Rover 200 was part of a long string of old cars..
Rover 200 was part of a long string of old cars..

Following a life time of buying really daft and/or crap cars (new and old), I’ve established a few rules which I now live by when it comes to running my own personal transport. As you’d expect from a sad old anorak like me, these rules are tough and require serious will power and determination. I’ve often said that Heroin would have been a more rewarding and cost effective lifestyle choice. Sadly BL was my drug and I was too scared to score – a lost Roxy Music line if ever there was one.

You might well call what follows as The Rules of Scrap Club.

Rule 1;
Only ever own one crap car at a time. This is surprisingly tough to stick to unless you are really, really skint. How many times have you spotted that automotive lust-at-first sight and thought ‘I desperately need that’? It happens to me at least twice a week. In these instances, all I can tell myself is that something similar will be along soon and I make a renewed effort to move-on what I already have. Which of course, I rarely do – although rule 2 does help one’s cause considerably. I’m an automotive tat whore if truth be told and having Motor Trade insurance and acres of parking space makes me especially vulnerable here.

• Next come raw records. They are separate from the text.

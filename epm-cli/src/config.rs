// SPDX-License-Identifier: MPL-2.0

//! Resolve the process-wide [`Env`] once, from environment variables and
//! CLI flags.

use epm_core::protocol::Env;
use std::path::PathBuf;

/// CLI-level overrides threaded in ahead of environment variables.
#[derive(Debug, Default)]
pub struct ConfigArgs {
    /// `--offline`.
    pub offline: bool,
    /// `--v2-repository <path>`, an on-disk V2 index zip; its presence
    /// selects the V2 protocol.
    pub v2_repository_path: Option<PathBuf>,
}

/// Build the [`Env`] record: CLI flags take priority, then environment
/// variables, then the documented defaults.
pub fn from_env_and_args(args: ConfigArgs) -> Env {
    let offline = args.offline || env_flag("WRAP_OFFLINE_MODE");
    let skip_registry_update = env_flag("WRAP_SKIP_REGISTRY_UPDATE");
    let remote_base_url = std::env::var("ELM_PACKAGE_REGISTRY_URL")
        .unwrap_or_else(|_| "https://package.elm-lang.org".to_string());
    let elm_home = elm_home();

    Env {
        offline,
        skip_registry_update,
        remote_base_url,
        elm_home,
        elm_version: "0.19.1".to_string(),
        v2_repository_path: args.v2_repository_path,
    }
}

fn env_flag(name: &str) -> bool {
    std::env::var(name).map(|v| v == "1").unwrap_or(false)
}

fn elm_home() -> PathBuf {
    match std::env::var_os("ELM_HOME") {
        Some(os_string) => os_string.into(),
        None => default_elm_home(),
    }
}

#[cfg(target_family = "unix")]
fn default_elm_home() -> PathBuf {
    dirs::home_dir()
        .expect("unknown home directory")
        .join(".elm")
}

#[cfg(target_family = "windows")]
fn default_elm_home() -> PathBuf {
    dirs::data_dir()
        .expect("unknown data directory")
        .join("elm")
}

If I can resist, then so too can you, brother!

Rule 2;
Make a firm pact with your current Pride and Joy that you operate a very strict ‘three Strikes and You’re Out policy.’ Take a zero tolerance approach. Tell your car loudly and firmly of this fact with no signs of weakness as your automotive bitch will have you for all you’re worth. For those of you in ignorance here, a ‘strike’ is a failure of the car. The failure is something which is non-service related and costs you time and/or money and causes you grief. It is as simple as that. Again, this can be a tough rule to see through. For me, three strikes usually occurs after a prolonged and serious investment of capital has just place in the vehicle. I remember an elderly MGF that I owned which had just been subjected to well over a thousand quid in new parts and what seemed like a hundreds of man hours. Cruelly, the third failure occurred after what was probably its most satisfying drive. That broke my heart but lead to rule 3.

Rule 3;
Never ever spend more on new, non-essential parts for your car than it is worth, although as a concession you can spend equal its value. Note, this excludes service and low-level MoT repairs on really cheap cars. This is a rule I’ve yet to conquer and it just goes to show even I’m not perfect. I simply cannot resist spending any available cash ‘improving’ an old knacker. New dampers are my favourite game, followed by poly bushes and full resprays. I don’t count Mobil 1 or Avon tyres as anything but absolute essentials of responsible car ownership. It was rumoured Mike Satur’s early retirement was cancelled when my addiction to mid-engined Metros (see Fs and TFs) was overcome due to Airedale ownership.

To Conclude;
If you do manage to display Churchillian resolve towards your current favourite crap car, there is one other rule to consider, but one which I merely suggest you follow. This one is tricky to advise on, let alone enforce. Basically, unless you have absolute faith in your knacker to get you from one end of the country to the other without hassle and at a moment’s notice, your car is essentially no good.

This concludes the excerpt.